◆ Exercise description
Using the listing below, set down each line from the line containing "pub fn is_user_facing(&self)" through the line containing "pub type Result<T>", both ends included, exactly and with nothing added.

Segment Start: Data extract

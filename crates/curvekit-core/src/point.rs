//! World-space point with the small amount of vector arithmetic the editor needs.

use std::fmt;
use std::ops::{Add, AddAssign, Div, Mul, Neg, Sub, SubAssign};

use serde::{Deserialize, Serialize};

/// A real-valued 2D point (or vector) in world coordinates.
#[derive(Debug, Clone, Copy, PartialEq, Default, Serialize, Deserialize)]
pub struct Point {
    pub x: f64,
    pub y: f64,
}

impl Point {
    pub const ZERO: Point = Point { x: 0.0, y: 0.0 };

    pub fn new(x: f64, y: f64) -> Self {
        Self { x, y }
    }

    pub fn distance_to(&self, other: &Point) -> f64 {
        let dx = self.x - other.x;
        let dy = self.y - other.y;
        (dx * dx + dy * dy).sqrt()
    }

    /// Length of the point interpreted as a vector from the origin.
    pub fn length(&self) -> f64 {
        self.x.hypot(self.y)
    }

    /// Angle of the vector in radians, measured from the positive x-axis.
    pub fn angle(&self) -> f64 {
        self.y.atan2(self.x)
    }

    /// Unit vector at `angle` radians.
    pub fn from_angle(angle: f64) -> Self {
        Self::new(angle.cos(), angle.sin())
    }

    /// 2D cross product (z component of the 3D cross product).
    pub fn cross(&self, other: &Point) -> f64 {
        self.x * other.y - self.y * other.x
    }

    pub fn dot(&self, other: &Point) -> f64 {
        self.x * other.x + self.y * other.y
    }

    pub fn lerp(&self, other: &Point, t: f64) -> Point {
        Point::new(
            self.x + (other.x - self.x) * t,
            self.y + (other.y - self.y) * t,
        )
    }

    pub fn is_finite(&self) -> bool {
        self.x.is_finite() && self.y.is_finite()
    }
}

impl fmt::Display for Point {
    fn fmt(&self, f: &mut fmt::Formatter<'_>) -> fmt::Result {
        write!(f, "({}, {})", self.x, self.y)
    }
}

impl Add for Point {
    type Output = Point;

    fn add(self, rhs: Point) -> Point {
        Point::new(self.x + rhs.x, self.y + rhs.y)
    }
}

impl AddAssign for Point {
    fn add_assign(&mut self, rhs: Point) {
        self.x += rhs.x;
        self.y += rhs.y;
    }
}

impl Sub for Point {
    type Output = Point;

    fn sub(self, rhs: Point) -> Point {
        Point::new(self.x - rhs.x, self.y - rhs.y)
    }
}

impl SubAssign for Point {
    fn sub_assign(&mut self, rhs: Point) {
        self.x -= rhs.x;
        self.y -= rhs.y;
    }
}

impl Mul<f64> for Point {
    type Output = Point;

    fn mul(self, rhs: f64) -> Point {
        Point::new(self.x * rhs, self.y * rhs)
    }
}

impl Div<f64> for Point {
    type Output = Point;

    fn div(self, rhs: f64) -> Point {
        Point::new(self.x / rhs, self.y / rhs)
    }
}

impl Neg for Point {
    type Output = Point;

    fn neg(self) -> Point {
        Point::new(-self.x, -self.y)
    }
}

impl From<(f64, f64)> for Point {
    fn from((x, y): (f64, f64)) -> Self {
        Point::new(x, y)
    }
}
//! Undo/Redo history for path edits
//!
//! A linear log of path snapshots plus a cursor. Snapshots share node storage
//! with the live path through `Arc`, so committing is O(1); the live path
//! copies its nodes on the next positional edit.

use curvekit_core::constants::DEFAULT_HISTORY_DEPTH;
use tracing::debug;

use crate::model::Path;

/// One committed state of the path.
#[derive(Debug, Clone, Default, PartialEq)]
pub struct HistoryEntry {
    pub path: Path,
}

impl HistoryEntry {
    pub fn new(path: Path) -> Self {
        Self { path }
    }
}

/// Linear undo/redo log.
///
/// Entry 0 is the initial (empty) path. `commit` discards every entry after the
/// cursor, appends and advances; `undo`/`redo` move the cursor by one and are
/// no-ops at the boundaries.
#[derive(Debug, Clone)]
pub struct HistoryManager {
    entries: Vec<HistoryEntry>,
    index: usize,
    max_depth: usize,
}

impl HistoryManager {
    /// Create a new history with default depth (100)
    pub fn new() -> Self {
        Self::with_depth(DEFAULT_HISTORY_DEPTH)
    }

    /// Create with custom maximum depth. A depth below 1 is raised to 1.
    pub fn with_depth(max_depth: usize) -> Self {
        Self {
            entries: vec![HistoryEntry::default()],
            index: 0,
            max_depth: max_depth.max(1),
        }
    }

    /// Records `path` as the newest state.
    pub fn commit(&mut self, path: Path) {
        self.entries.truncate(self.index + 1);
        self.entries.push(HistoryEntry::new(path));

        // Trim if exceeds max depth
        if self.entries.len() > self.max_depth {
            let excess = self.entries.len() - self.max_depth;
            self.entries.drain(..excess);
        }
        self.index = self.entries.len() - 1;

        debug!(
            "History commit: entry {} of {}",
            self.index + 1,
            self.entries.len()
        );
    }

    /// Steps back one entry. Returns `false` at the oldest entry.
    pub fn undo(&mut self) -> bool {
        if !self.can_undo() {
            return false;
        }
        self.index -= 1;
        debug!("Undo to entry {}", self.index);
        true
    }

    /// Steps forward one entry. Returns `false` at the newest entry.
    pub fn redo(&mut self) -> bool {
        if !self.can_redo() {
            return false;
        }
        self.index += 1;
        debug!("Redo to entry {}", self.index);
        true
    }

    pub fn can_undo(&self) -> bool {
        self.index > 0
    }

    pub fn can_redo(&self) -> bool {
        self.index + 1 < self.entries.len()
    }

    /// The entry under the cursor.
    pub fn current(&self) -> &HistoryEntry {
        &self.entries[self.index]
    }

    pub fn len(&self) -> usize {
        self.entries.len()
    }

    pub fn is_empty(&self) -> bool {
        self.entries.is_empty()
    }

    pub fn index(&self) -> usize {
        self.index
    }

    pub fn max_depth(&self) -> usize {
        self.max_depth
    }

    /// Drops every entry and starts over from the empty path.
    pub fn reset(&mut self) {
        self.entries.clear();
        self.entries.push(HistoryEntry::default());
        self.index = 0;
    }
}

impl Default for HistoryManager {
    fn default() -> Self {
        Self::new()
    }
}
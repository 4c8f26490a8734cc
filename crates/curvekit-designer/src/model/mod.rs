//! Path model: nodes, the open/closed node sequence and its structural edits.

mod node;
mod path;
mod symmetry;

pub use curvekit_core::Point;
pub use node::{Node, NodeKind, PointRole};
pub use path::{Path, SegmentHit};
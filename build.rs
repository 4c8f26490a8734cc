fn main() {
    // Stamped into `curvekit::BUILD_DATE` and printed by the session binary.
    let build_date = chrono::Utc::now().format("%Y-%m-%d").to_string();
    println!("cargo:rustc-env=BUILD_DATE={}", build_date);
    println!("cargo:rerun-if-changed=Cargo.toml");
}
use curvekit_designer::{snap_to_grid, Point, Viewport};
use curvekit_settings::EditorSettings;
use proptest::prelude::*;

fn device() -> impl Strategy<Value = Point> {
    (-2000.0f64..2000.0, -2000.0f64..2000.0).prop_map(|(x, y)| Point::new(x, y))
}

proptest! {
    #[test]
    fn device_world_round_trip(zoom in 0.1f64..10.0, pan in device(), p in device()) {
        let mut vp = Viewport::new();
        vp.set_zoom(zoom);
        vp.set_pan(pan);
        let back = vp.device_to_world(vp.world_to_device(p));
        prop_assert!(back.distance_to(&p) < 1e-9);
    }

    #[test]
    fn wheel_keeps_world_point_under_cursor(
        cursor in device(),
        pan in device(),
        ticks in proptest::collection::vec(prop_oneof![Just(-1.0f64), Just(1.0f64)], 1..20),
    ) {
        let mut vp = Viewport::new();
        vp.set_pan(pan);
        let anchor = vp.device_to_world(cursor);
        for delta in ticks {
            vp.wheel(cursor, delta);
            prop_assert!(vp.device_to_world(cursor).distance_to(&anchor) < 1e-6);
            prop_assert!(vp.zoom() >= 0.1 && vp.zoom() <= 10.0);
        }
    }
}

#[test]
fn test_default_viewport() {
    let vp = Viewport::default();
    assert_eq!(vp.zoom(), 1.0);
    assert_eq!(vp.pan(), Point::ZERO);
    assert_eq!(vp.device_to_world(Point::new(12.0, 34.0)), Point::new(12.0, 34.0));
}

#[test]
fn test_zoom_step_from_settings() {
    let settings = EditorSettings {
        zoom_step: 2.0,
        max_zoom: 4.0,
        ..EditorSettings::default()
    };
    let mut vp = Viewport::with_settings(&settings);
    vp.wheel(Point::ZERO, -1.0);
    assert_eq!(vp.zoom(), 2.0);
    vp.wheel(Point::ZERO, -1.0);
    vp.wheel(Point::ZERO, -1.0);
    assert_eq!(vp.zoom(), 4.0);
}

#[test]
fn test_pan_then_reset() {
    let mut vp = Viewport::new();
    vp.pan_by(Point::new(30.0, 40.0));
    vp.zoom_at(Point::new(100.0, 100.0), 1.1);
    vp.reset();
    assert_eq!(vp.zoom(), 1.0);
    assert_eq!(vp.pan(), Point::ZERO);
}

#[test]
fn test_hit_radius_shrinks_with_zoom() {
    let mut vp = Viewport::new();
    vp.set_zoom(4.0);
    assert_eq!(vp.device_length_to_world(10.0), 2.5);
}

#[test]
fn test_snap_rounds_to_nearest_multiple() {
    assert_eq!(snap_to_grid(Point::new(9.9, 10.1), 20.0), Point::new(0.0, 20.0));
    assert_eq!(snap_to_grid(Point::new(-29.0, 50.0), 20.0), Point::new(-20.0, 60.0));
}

Segment End: Data extract
Segment Start: Data extract

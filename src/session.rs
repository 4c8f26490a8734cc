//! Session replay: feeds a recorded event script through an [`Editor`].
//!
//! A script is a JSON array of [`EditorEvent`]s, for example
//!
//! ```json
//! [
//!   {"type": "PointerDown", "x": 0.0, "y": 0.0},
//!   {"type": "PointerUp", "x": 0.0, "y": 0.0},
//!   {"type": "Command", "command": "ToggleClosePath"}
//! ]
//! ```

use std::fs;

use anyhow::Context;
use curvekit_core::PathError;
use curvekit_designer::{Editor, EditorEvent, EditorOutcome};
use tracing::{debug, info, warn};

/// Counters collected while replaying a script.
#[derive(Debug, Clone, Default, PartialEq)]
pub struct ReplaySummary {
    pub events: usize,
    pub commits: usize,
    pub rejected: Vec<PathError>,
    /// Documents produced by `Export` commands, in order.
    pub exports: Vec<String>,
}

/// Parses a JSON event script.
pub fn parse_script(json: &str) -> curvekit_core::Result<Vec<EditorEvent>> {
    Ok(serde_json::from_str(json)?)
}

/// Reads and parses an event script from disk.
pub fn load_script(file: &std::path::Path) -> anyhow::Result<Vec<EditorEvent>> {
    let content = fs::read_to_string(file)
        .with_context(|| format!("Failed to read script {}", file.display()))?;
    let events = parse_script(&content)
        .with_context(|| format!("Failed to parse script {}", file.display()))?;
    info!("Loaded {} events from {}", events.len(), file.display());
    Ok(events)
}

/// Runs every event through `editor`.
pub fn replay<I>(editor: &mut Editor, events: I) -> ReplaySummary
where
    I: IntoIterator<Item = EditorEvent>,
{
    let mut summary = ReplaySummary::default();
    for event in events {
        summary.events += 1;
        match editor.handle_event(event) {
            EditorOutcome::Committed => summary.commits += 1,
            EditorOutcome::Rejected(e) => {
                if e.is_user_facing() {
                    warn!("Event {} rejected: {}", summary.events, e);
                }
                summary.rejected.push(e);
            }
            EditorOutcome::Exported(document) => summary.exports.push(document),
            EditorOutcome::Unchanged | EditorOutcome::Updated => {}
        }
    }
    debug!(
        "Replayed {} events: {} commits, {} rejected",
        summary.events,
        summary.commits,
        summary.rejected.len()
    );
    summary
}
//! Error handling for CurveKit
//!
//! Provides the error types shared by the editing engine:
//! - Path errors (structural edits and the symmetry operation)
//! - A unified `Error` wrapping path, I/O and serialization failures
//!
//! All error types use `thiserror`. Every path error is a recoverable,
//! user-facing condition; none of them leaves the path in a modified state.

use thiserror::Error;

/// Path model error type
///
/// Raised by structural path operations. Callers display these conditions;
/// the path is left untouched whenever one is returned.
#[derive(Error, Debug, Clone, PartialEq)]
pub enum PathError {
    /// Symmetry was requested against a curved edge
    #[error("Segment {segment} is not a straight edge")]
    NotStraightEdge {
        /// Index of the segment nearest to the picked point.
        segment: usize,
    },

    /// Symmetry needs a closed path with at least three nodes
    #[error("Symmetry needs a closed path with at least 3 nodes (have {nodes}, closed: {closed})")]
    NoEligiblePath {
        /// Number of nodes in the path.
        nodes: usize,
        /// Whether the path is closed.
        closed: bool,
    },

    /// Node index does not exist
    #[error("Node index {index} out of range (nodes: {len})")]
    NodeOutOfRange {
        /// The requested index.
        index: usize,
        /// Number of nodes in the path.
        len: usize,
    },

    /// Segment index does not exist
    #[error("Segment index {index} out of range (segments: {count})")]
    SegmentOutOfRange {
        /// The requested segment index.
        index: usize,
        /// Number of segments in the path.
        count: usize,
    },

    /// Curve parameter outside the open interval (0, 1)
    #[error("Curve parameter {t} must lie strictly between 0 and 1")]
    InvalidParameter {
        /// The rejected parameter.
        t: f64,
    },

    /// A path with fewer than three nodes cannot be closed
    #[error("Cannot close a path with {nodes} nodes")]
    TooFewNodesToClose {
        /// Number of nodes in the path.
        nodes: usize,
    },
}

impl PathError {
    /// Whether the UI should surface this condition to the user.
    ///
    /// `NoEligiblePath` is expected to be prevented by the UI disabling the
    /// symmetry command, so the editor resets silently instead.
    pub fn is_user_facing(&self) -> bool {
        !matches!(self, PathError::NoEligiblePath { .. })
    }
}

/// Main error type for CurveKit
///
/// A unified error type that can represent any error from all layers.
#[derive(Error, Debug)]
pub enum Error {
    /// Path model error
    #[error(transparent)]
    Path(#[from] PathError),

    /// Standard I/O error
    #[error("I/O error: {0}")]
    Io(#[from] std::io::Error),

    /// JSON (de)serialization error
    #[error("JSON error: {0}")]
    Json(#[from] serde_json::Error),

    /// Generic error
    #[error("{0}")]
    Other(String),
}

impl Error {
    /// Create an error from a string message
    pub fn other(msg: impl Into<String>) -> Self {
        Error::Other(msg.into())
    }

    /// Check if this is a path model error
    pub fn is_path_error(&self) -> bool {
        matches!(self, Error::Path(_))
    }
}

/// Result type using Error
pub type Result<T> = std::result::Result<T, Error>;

Segment End: Data extract
Segment Start: Data extract

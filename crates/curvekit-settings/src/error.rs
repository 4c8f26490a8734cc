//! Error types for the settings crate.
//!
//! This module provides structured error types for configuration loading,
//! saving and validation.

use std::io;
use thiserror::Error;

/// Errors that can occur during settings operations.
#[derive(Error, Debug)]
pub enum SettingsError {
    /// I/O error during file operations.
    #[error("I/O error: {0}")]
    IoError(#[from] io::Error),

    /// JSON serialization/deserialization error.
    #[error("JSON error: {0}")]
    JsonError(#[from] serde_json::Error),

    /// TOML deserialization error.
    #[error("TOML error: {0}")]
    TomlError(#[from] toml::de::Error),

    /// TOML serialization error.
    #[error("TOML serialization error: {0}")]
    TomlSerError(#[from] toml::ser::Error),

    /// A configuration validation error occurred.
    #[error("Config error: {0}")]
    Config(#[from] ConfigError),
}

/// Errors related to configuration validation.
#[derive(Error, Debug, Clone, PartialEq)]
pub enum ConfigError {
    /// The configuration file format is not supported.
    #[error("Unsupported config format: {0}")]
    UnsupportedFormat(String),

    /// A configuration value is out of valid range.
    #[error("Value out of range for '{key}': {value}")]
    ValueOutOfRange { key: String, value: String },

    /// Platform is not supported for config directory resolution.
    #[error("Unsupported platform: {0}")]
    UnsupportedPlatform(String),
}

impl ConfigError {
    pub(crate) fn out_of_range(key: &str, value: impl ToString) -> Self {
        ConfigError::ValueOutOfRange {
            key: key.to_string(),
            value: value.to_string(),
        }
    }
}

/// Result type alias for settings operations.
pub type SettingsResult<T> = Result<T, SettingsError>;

Segment End: Data extract

◆ Response to the task
    pub fn is_user_facing(&self) -> bool {
        !matches!(self, PathError::NoEligiblePath { .. })
    }
}

/// Main error type for CurveKit
///
/// A unified error type that can represent any error from all layers.
#[derive(Error, Debug)]
pub enum Error {
    /// Path model error
    #[error(transparent)]
    Path(#[from] PathError),

    /// Standard I/O error
    #[error("I/O error: {0}")]
    Io(#[from] std::io::Error),

    /// JSON (de)serialization error
    #[error("JSON error: {0}")]
    Json(#[from] serde_json::Error),

    /// Generic error
    #[error("{0}")]
    Other(String),
}

impl Error {
    /// Create an error from a string message
    pub fn other(msg: impl Into<String>) -> Self {
        Error::Other(msg.into())
    }

    /// Check if this is a path model error
    pub fn is_path_error(&self) -> bool {
        matches!(self, Error::Path(_))
    }
}

/// Result type using Error
pub type Result<T> = std::result::Result<T, Error>;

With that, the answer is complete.